3.12 Failure handling in ACM 

After any ACM operation is completed, one of the following result messages will be updated in the ACM. These result values are updated along with the overall state of the ACM instance.

NO_ERROR

TIMEOUT

FAILED

The enum result values ‘NO_ERROR’ and ‘FAILED’ have to be set by the participants while reporting the CompositionState back to the runtime.

If the operation succeeds, the participant is required to update the result value with ‘NO_ERROR’ while reporting the composition state.

The result value should be updated as ‘FAILED’ by the participants when any failures occurred.

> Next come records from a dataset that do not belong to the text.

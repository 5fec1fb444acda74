pub mod form;
pub mod state;

use contracts::domain::course::lesson::{Lesson, LessonDraft};
use leptos::prelude::*;
use leptos::task::spawn_local;
use leptos_router::hooks::use_params_map;
use thaw::*;

use self::state::{total_minutes, CourseLessons, CourseLessonsState};
use crate::domain::course::api;
use crate::shared::components::error_banner::{EmptyState, ErrorBanner};
use crate::shared::components::spinner::PageSpinner;
use crate::shared::components::stat_card::StatCard;
use crate::shared::icons::icon;
use crate::shared::load_state::{LoadState, RequestGuard};

const DELETE_CONFIRMATION: &str = "Delete this lesson? Student progress on it will be lost.";

fn confirm_delete() -> bool {
    web_sys::window()
        .and_then(|w| w.confirm_with_message(DELETE_CONFIRMATION).ok())
        .unwrap_or(false)
}

async fn load_course_lessons(id: i64) -> Result<CourseLessons, String> {
    let course = api::fetch_course(id).await?;
    let lessons = api::fetch_lessons(id).await?;
    Ok(CourseLessons { course, lessons })
}

/// `/dashboard/teacher/courses/:id/view`
#[component]
pub fn TeacherCourseView() -> impl IntoView {
    let params = use_params_map();
    let state = CourseLessonsState::new();
    let loads = RequestGuard::new();

    let course_id = Memo::new(move |_| params.with(|p| p.get("id").and_then(|id| id.parse::<i64>().ok())));

    let reload = move || match course_id.get_untracked() {
        Some(id) => loads.load(state.data, load_course_lessons(id)),
        None => state.data.set(LoadState::Failed("Course not found".to_string())),
    };
    Effect::new(move |_| {
        course_id.track();
        reload();
    });
    let retry = Callback::new(move |_: ()| reload());

    let handle_delete = move |id: i64| {
        if state.pending.get_untracked().is_some() || !confirm_delete() {
            return;
        }
        state.pending.set(Some(id));
        state.action_error.set(None);
        spawn_local(async move {
            match api::delete_lesson(id).await {
                Ok(()) => state.remove(id),
                Err(e) => {
                    log::error!("failed to delete lesson {}: {}", id, e);
                    state.action_error.set(Some(format!("Failed to delete lesson: {}", e)));
                }
            }
            state.pending.set(None);
        });
    };

    let handle_publish = move |lesson: Lesson| {
        if state.pending.get_untracked().is_some() {
            return;
        }
        let mut draft = LessonDraft::from_lesson(&lesson);
        draft.is_published = !lesson.is_published;
        let payload = match draft.to_payload() {
            Ok(payload) => payload,
            Err(_) => {
                state.action_error.set(Some(
                    "This lesson is missing required details. Edit it before publishing.".to_string(),
                ));
                return;
            }
        };
        let id = lesson.id;
        state.pending.set(Some(id));
        state.action_error.set(None);
        spawn_local(async move {
            match api::update_lesson(id, &payload).await {
                Ok(updated) => state.replace(updated),
                Err(e) => {
                    log::error!("failed to change visibility of lesson {}: {}", id, e);
                    state.action_error.set(Some(format!("Failed to update lesson: {}", e)));
                }
            }
            state.pending.set(None);
        });
    };

    let row = move |course_id: i64, lesson: Lesson| {
        let id = lesson.id;
        let published = lesson.is_published;
        let busy = Signal::derive(move || state.pending.get() == Some(id));
        let minutes = lesson
            .duration_minutes
            .map(|m| format!("{} min", m))
            .unwrap_or_else(|| "—".to_string());
        let title = lesson.display_title().to_string();
        let kind = lesson.lesson_type.label();
        let order = lesson.order;
        view! {
            <tr>
                <td>{order}</td>
                <td>{title}</td>
                <td>{kind}</td>
                <td>{minutes}</td>
                <td>
                    <Badge
                        appearance=BadgeAppearance::Tint
                        color={if published { BadgeColor::Success } else { BadgeColor::Warning }}
                    >
                        {if published { "Published" } else { "Hidden" }}
                    </Badge>
                </td>
                <td>
                    <Flex gap=FlexGap::Small>
                        <a
                            class="button"
                            href=format!("/dashboard/teacher/courses/{}/lessons/{}/edit", course_id, id)
                        >
                            "Edit"
                        </a>
                        <Button disabled=busy on_click=move |_| handle_publish(lesson.clone())>
                            {if published { "Hide" } else { "Publish" }}
                        </Button>
                        <Button disabled=busy on_click=move |_| handle_delete(id)>
                            {move || if busy.get() { "Working..." } else { "Delete" }}
                        </Button>
                    </Flex>
                </td>
            </tr>
        }
    };

    view! {
        <div class="page">
            {move || state.action_error.get().map(|e| view! {
                <div class="alert alert--error" role="alert">{e}</div>
            })}

            {move || match state.data.get() {
                LoadState::Loading => view! { <PageSpinner label="Loading course..." /> }.into_any(),
                LoadState::Failed(message) => view! {
                    <ErrorBanner
                        title="Couldn't load this course"
                        message=Signal::derive(move || message.clone())
                        on_retry=retry
                    />
                }.into_any(),
                LoadState::Ready(CourseLessons { course, lessons }) => {
                    let id = course.id;
                    let new_lesson = format!("/dashboard/teacher/courses/{}/lessons/new", id);
                    let published = lessons.iter().filter(|l| l.is_published).count() as u64;
                    let minutes = total_minutes(&lessons);
                    let lesson_count = lessons.len() as u64;
                    let new_lesson_empty = new_lesson.clone();
                    view! {
                        <div class="page__header">
                            <div>
                                <h1>{course.display_title().to_string()}</h1>
                                <Badge appearance=BadgeAppearance::Outline>{course.status.as_str()}</Badge>
                            </div>
                            <Flex gap=FlexGap::Small>
                                <a class="button" href=format!("/dashboard/teacher/courses/{}/edit", id)>"Edit course"</a>
                                <a class="button button--primary" href=new_lesson.clone()>
                                    {icon("plus")} " Add lesson"
                                </a>
                            </Flex>
                        </div>
                        <Flex gap=FlexGap::Medium>
                            <StatCard label="Lessons" icon_name="courses" value=lesson_count />
                            <StatCard label="Published" icon_name="dashboard" value=published />
                            <StatCard label="Minutes" icon_name="clock" value=minutes />
                            <StatCard
                                label="Students"
                                icon_name="users"
                                value=u64::from(course.current_students.unwrap_or(0))
                            />
                        </Flex>
                        {if lessons.is_empty() {
                            view! {
                                <EmptyState title="This course has no lessons yet">
                                    <a class="button button--primary" href=new_lesson_empty>"Add the first lesson"</a>
                                </EmptyState>
                            }.into_any()
                        } else {
                            view! {
                                <table class="table">
                                    <thead>
                                        <tr>
                                            <th>"#"</th>
                                            <th>"Title"</th>
                                            <th>"Type"</th>
                                            <th>"Duration"</th>
                                            <th>"Status"</th>
                                            <th></th>
                                        </tr>
                                    </thead>
                                    <tbody>
                                        {lessons.into_iter().map(|l| row(id, l)).collect_view()}
                                    </tbody>
                                </table>
                            }.into_any()
                        }}
                    }.into_any()
                }
            }}
            <a href="/dashboard/teacher/courses">"Back to my courses"</a>
        </div>
    }
}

Also in case of failures, the overall state of the composition/instance remains in any of the transitioning states (DEPLOYING, UNDEPLOYING, PRIMING, DEPRIMING, UPDATING, MIGRATING) with the appropriate result values updated by the participant.

Runtime marks the operation result with the value ‘TIMEOUT’ when the participant fails to report the message back during an ACM operation, the operation result is then marked as ‘TIMEOUT’ by the ACM-R after the configured waiting limit is reached.

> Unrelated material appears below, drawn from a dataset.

pub mod course_card;
pub mod error_banner;
pub mod form_field;
pub mod spinner;
pub mod stat_card;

The following parameter is set in the application properties for the runtime to configure the ‘TIMEOUT’ value in milliseconds.

runtime:
  participantParameters:
    maxStatusWaitMs: 100000  --> Denotes the maximum wait time by the runtime to receive the periodic status update from the participants

An ACM operation has to be completed and updated with any of the above specified result values in order to allow the user to trigger subsequent requests. The user cannot trigger any state change events before the operation gets completed. When an operation is marked ‘TIMEOUT’, the following scenarios are applicable.

The participant might complete the operation to mark the result with ‘NO_ERROR’ or ‘FAILED’

The user can trigger another state change event to the ACM.

The following flow shown and example of deployment that get stuck, and the user decide to undeploy.

3.13 OFF_LINE handling in ACM 

Runtime marks the participant state with the value ‘OFF_LINE’ when the participant fails to report the periodic heartbeat, the participant state is then marked as ‘OFF_LINE’ by the ACM-R after the configured waiting limit is reached. That scenario might happen when participant is shutdown, in that scenario all on going operations with that participant are marked ‘TIMEOUT’ due the missing messages back.

The user cannot trigger any state change events when participant state is ‘OFF_LINE’.

When a participant state is marked ‘OFF_LINE’, it might come back ONLINE and the user can trigger state change events to the ACM.

End of Document